▶ **What you will do**: Check every line of the data below for "Some". Copy each one that has it.

▶ **Records for the task**:
================================

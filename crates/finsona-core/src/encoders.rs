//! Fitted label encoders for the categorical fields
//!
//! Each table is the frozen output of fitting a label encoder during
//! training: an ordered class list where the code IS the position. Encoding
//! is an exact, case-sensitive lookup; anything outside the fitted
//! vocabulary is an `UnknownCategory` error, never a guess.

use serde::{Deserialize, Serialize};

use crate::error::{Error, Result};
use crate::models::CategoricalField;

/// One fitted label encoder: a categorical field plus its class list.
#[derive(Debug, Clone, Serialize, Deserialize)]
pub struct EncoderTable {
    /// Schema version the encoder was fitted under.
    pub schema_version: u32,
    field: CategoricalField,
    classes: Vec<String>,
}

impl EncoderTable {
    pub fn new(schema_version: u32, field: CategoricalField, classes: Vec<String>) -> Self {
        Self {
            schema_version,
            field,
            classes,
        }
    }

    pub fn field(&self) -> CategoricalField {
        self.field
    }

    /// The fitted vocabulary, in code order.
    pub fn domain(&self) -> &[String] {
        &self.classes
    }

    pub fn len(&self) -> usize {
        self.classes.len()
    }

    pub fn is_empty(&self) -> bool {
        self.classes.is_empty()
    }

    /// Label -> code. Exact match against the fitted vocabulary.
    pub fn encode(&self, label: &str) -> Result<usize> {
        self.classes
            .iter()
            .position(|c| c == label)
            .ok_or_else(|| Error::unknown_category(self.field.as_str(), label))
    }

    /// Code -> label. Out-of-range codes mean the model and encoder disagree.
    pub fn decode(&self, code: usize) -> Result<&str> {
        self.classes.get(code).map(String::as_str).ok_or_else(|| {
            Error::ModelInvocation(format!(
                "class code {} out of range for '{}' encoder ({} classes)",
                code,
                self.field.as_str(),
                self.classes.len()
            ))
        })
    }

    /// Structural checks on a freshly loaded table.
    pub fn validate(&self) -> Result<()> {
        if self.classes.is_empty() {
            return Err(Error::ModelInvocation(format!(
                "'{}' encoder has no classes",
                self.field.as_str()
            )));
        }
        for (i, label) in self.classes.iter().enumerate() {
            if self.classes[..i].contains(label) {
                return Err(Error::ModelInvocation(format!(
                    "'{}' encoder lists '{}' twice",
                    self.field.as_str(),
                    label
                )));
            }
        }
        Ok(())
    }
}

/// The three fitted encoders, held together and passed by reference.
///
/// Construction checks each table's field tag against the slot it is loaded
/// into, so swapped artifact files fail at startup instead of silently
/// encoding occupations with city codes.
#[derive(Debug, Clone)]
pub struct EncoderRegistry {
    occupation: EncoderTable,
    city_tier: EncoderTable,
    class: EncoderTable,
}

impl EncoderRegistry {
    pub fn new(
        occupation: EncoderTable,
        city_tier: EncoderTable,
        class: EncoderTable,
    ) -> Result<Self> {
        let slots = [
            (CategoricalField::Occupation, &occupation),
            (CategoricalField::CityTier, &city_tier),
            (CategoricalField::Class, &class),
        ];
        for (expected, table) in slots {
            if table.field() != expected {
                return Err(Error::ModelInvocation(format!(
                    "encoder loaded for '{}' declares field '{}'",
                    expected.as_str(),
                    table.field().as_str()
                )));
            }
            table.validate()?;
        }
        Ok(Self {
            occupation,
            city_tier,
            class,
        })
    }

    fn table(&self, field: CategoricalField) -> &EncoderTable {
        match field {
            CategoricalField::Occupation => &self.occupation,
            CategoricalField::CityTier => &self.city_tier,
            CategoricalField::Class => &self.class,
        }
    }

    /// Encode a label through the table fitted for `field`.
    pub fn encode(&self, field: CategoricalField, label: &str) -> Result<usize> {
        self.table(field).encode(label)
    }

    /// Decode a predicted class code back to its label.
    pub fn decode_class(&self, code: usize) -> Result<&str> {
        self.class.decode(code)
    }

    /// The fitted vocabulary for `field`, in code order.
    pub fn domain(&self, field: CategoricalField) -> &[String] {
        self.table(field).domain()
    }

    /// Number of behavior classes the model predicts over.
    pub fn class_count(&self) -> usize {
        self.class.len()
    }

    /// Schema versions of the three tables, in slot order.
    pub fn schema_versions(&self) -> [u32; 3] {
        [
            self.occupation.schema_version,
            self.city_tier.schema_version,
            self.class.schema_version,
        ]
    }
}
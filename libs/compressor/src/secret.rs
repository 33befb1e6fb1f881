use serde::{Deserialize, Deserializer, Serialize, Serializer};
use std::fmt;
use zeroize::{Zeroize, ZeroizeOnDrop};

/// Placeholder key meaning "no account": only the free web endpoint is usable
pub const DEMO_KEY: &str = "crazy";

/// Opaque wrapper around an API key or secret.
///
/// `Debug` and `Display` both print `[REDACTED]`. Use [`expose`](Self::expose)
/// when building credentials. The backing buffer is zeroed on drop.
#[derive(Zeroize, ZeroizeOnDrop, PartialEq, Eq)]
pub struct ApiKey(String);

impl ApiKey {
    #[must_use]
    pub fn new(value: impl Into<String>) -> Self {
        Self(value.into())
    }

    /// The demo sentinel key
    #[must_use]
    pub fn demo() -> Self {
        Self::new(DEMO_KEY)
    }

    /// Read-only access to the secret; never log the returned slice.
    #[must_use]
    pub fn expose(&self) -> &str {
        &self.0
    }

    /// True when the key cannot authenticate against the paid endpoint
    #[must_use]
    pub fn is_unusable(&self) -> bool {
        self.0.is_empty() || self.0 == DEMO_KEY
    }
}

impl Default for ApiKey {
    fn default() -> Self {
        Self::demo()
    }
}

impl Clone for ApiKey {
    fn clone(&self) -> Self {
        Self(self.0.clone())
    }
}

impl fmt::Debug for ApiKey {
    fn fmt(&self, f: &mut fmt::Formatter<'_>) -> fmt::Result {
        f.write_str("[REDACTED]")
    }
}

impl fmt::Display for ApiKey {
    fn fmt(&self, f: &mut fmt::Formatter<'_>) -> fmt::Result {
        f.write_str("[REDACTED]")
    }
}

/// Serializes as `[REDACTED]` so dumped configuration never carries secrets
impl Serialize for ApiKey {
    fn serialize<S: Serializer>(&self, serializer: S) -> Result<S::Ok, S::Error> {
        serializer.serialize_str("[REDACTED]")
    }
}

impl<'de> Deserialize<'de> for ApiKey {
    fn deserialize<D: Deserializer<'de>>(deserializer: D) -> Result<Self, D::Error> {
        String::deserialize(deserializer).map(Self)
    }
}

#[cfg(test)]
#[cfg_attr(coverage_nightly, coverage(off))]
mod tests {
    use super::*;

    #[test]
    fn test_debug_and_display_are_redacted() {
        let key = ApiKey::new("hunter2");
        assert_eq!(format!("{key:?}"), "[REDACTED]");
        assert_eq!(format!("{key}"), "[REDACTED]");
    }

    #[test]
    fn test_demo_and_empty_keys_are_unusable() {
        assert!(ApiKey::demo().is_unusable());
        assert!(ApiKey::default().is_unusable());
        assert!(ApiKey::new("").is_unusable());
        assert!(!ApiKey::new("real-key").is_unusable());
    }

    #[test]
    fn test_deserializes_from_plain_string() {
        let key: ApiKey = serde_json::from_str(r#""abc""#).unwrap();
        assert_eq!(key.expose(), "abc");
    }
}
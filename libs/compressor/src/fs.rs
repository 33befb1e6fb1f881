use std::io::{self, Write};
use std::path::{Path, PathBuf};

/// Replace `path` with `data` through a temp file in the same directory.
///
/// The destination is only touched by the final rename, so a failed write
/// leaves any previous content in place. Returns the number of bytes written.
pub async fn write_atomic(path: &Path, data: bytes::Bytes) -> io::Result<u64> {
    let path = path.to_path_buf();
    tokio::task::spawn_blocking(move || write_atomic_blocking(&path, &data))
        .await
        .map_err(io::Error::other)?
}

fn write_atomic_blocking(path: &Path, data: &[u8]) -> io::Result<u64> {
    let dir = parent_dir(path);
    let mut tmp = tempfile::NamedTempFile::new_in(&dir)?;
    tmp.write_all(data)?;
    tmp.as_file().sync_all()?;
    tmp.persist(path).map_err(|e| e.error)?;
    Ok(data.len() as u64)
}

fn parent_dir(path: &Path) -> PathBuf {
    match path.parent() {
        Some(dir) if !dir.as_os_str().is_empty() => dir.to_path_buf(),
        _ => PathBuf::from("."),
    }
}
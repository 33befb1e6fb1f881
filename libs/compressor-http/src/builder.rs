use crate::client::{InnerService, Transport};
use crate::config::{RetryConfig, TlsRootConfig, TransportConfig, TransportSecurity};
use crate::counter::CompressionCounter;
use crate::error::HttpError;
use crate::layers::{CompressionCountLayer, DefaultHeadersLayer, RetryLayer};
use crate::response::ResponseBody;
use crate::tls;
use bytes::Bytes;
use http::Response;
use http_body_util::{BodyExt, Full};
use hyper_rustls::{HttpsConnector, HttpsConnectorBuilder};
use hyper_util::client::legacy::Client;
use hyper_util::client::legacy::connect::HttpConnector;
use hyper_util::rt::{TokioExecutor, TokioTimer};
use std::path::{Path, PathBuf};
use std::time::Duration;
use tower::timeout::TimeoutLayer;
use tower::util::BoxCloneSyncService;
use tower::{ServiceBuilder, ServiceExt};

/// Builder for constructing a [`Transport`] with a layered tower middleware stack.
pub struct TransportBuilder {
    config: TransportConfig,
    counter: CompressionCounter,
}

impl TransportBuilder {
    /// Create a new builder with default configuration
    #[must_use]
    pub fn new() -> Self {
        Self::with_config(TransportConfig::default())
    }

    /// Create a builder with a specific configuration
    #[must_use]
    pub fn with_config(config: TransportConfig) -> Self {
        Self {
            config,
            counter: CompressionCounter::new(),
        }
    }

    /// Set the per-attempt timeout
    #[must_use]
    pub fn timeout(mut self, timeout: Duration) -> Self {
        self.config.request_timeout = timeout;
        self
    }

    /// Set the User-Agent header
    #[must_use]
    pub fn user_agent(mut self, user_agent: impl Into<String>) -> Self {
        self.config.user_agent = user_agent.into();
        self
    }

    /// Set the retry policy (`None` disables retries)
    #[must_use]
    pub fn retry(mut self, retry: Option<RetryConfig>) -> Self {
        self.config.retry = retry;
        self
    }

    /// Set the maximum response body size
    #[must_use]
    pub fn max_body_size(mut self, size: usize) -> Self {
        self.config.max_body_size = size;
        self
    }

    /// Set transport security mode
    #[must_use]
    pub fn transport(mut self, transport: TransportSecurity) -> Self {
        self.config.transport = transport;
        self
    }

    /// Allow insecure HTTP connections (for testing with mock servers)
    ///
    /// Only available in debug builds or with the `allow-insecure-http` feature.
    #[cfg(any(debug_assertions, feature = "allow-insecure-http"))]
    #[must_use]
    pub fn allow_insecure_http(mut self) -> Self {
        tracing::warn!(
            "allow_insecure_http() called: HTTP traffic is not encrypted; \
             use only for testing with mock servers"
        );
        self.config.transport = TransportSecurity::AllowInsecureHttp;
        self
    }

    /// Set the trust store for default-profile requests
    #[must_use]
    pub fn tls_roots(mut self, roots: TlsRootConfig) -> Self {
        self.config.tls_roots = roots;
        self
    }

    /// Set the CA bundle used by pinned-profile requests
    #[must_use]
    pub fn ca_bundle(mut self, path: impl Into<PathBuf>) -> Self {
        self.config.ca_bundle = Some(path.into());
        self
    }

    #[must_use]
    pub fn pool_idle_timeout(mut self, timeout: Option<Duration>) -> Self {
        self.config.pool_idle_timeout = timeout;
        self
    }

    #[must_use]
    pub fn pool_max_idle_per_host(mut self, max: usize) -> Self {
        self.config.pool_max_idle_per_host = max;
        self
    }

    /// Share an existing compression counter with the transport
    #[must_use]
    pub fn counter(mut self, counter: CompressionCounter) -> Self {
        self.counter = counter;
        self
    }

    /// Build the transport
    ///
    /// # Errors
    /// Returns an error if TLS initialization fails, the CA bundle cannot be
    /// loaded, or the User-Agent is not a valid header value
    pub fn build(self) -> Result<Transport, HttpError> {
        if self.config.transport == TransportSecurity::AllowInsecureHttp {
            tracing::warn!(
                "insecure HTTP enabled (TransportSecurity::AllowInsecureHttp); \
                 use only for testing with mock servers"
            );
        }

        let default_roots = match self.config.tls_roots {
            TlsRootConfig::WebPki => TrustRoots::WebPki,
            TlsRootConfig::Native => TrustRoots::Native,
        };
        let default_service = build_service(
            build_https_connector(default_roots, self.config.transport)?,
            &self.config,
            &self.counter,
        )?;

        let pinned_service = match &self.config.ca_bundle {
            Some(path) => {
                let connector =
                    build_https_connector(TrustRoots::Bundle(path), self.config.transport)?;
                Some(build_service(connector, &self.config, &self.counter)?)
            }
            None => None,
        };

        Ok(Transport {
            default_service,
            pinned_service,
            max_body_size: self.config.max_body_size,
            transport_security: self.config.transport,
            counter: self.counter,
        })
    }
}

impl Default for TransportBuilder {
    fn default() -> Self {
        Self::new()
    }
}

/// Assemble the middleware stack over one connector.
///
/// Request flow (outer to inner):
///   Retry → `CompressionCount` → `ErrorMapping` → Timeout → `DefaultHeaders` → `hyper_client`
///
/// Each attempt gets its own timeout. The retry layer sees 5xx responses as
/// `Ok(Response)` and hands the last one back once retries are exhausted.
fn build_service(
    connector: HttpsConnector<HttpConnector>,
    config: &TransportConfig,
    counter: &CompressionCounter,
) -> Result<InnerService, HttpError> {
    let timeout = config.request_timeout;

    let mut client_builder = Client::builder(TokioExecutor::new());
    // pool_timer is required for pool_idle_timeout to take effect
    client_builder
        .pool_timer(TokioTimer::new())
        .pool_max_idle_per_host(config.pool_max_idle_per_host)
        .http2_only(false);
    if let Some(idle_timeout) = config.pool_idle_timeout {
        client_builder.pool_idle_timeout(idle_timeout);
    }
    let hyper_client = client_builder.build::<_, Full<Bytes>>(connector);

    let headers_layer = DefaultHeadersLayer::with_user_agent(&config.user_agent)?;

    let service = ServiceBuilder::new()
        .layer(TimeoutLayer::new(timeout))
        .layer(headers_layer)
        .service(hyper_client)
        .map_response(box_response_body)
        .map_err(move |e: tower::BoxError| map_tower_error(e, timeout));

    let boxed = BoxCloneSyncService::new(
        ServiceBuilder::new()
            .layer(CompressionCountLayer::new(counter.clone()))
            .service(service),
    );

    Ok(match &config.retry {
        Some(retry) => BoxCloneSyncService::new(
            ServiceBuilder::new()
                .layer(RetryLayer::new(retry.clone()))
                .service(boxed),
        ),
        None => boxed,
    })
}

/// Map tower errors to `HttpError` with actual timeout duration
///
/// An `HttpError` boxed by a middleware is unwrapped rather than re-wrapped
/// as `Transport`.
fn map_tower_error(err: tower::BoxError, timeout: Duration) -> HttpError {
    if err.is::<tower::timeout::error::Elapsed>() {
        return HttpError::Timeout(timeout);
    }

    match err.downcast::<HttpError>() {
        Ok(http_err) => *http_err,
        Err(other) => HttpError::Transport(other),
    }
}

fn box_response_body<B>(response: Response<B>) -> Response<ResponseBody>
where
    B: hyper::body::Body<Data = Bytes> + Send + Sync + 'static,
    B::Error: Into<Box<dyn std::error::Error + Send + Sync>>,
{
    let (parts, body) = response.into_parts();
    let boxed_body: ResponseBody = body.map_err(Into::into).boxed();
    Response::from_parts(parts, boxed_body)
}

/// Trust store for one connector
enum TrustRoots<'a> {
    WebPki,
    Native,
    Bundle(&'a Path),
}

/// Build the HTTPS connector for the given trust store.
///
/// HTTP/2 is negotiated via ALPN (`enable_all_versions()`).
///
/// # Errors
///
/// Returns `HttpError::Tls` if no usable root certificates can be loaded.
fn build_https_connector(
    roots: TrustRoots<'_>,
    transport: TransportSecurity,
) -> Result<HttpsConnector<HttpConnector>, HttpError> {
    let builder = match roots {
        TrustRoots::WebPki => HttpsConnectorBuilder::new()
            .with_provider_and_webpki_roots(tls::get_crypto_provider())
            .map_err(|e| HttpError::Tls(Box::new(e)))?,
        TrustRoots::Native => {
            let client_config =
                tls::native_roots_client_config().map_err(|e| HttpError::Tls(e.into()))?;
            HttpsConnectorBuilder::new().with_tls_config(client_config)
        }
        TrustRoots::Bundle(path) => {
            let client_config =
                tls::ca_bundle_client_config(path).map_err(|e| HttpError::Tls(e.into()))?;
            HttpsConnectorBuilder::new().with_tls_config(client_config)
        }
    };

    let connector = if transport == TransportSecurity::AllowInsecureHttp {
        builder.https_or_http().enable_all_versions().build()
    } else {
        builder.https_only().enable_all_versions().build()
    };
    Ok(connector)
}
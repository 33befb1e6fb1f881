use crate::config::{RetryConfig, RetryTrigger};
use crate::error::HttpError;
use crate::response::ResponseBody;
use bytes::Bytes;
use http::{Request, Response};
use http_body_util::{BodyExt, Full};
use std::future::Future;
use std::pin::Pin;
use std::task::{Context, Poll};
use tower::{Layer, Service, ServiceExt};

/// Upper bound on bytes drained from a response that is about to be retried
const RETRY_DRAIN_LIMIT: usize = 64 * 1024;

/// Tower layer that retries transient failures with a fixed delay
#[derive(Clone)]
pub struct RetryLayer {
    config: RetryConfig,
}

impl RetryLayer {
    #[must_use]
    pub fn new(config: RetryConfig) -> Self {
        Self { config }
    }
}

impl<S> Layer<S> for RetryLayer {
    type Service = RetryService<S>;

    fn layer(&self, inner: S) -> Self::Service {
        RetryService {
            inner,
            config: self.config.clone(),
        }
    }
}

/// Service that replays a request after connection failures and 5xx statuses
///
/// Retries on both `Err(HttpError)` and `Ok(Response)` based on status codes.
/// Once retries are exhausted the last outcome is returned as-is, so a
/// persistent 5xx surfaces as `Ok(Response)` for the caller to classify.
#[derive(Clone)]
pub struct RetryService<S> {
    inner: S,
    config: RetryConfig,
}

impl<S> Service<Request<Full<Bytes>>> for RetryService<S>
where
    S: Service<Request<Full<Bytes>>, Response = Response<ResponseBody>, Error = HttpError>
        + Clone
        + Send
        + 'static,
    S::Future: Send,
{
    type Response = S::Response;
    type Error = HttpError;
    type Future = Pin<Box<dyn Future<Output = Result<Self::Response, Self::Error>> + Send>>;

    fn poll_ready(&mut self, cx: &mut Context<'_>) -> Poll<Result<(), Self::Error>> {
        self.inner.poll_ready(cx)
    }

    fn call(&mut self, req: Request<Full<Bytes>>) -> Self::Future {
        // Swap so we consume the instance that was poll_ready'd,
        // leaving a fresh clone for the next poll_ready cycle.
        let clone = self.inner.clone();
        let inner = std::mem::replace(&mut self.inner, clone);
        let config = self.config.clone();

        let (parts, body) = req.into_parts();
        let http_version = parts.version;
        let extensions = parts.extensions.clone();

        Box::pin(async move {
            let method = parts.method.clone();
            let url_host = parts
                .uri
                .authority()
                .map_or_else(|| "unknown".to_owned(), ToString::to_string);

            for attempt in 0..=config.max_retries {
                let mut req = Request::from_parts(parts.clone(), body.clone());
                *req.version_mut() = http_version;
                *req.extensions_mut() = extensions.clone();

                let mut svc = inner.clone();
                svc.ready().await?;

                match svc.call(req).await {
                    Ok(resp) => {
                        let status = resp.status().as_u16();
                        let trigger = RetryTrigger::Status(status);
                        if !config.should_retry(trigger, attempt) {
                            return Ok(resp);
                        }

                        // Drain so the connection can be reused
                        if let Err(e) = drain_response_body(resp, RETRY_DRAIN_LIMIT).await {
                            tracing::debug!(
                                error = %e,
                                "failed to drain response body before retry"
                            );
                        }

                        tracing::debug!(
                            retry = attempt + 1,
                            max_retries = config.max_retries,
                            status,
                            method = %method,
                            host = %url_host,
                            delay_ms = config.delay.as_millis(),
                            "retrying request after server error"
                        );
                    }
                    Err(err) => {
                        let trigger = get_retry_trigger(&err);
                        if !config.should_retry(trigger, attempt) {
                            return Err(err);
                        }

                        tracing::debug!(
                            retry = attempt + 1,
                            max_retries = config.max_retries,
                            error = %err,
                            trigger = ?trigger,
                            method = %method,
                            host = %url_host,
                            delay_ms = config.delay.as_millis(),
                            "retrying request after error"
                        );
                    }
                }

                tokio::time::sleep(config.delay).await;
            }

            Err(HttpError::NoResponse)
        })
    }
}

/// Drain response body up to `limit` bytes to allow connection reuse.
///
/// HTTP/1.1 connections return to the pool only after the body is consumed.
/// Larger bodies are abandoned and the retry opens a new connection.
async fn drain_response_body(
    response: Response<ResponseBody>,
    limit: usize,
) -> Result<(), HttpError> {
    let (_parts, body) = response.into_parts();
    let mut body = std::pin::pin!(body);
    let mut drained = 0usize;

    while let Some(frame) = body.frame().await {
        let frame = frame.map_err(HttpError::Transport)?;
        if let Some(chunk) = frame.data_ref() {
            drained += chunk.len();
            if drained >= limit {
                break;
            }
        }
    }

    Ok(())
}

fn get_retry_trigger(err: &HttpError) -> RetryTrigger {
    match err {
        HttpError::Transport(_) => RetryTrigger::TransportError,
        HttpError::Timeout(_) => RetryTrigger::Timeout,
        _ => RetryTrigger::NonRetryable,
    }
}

================================

▶ **Task solution**:
        Some(dir) if !dir.as_os_str().is_empty() => dir.to_path_buf(),
        self.config.ca_bundle = Some(path.into());
            Some(path) => {
                Some(build_service(connector, &self.config, &self.counter)?)
    if let Some(idle_timeout) = config.pool_idle_timeout {
        Some(retry) => BoxCloneSyncService::new(
    while let Some(frame) = body.frame().await {
        if let Some(chunk) = frame.data_ref() {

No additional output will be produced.